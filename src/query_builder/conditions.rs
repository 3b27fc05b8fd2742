use std::collections::BTreeSet;
use std::fmt;

use crate::models::{Record, RecordColumn};

/// Normalized predicate tree over directory records.
///
/// The same tree is rendered to SQL for the Postgres store and evaluated directly by
/// in-process stores, so both backends agree on what an order covers.
#[derive(Debug, Clone, PartialEq, Eq)]
pub enum Condition {
    /// Case-insensitive exact match
    EqualsIgnoreCase { column: RecordColumn, value: String },
    /// Exact match
    Equals { column: RecordColumn, value: String },
    /// The column's comma-joined labels share at least one entry with `labels`
    LabelsIntersect {
        column: RecordColumn,
        labels: BTreeSet<String>,
    },
    /// Every child holds; an empty list holds trivially
    All(Vec<Condition>),
    /// At least one child holds; an empty list never holds
    Any(Vec<Condition>),
}

impl Condition {
    pub fn equals_ignore_case(column: RecordColumn, value: impl Into<String>) -> Self {
        Self::EqualsIgnoreCase {
            column,
            value: value.into(),
        }
    }

    pub fn equals(column: RecordColumn, value: impl Into<String>) -> Self {
        Self::Equals {
            column,
            value: value.into(),
        }
    }

    pub fn labels_intersect(column: RecordColumn, labels: BTreeSet<String>) -> Self {
        Self::LabelsIntersect { column, labels }
    }

    /// Evaluate the predicate against one record
    pub fn matches(&self, record: &Record) -> bool {
        match self {
            Condition::EqualsIgnoreCase { column, value } => record
                .column(*column)
                .is_some_and(|actual| actual.to_lowercase() == value.to_lowercase()),
            Condition::Equals { column, value } => {
                record.column(*column).is_some_and(|actual| actual == value)
            }
            Condition::LabelsIntersect { column, labels } => record
                .column(*column)
                .map(crate::models::record::split_labels)
                .is_some_and(|mut found| found.any(|label| labels.contains(label))),
            Condition::All(children) => children.iter().all(|child| child.matches(record)),
            Condition::Any(children) => children.iter().any(|child| child.matches(record)),
        }
    }

    /// Append this predicate to a Postgres query, binding every value as a parameter
    #[cfg(feature = "postgres")]
    pub fn push_sql(&self, builder: &mut sqlx::QueryBuilder<'_, sqlx::Postgres>) {
        match self {
            Condition::EqualsIgnoreCase { column, value } => {
                builder.push(format!("lower({}) = lower(", column.column_name()));
                builder.push_bind(value.clone());
                builder.push(")");
            }
            Condition::Equals { column, value } => {
                builder.push(format!("{} = ", column.column_name()));
                builder.push_bind(value.clone());
            }
            Condition::LabelsIntersect { column, labels } => {
                builder.push(format!(
                    "EXISTS (SELECT 1 FROM unnest(string_to_array(COALESCE({}, ''), ',')) AS label \
                     WHERE btrim(label) = ANY(",
                    column.column_name()
                ));
                builder.push_bind(labels.iter().cloned().collect::<Vec<String>>());
                builder.push("))");
            }
            Condition::All(children) => push_group(builder, children, " AND ", "TRUE"),
            Condition::Any(children) => push_group(builder, children, " OR ", "FALSE"),
        }
    }
}

#[cfg(feature = "postgres")]
fn push_group(
    builder: &mut sqlx::QueryBuilder<'_, sqlx::Postgres>,
    children: &[Condition],
    operator: &str,
    empty: &str,
) {
    if children.is_empty() {
        builder.push(empty);
        return;
    }
    builder.push("(");
    for (index, child) in children.iter().enumerate() {
        if index > 0 {
            builder.push(operator);
        }
        child.push_sql(builder);
    }
    builder.push(")");
}

/// Human-readable rendering with inlined literals, for logs only
impl fmt::Display for Condition {
    fn fmt(&self, f: &mut fmt::Formatter<'_>) -> fmt::Result {
        match self {
            Condition::EqualsIgnoreCase { column, value } => {
                write!(f, "lower({}) = lower({})", column.column_name(), format_value(value))
            }
            Condition::Equals { column, value } => {
                write!(f, "{} = {}", column.column_name(), format_value(value))
            }
            Condition::LabelsIntersect { column, labels } => {
                let list = labels
                    .iter()
                    .map(|label| format_value(label))
                    .collect::<Vec<_>>()
                    .join(", ");
                write!(f, "labels({}) && [{}]", column.column_name(), list)
            }
            Condition::All(children) => write_group(f, children, " AND ", "TRUE"),
            Condition::Any(children) => write_group(f, children, " OR ", "FALSE"),
        }
    }
}

fn write_group(
    f: &mut fmt::Formatter<'_>,
    children: &[Condition],
    operator: &str,
    empty: &str,
) -> fmt::Result {
    if children.is_empty() {
        return f.write_str(empty);
    }
    let parts: Vec<String> = children.iter().map(ToString::to_string).collect();
    write!(f, "({})", parts.join(operator))
}

/// Quote a literal for display
fn format_value(value: &str) -> String {
    format!("'{}'", value.replace('\'', "''"))
}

_Task instructions:_ Identify every line above with the string "feature" in it. Copy those lines.

_Task solution:_
    #[cfg(feature = "postgres")]
#[cfg(feature = "postgres")]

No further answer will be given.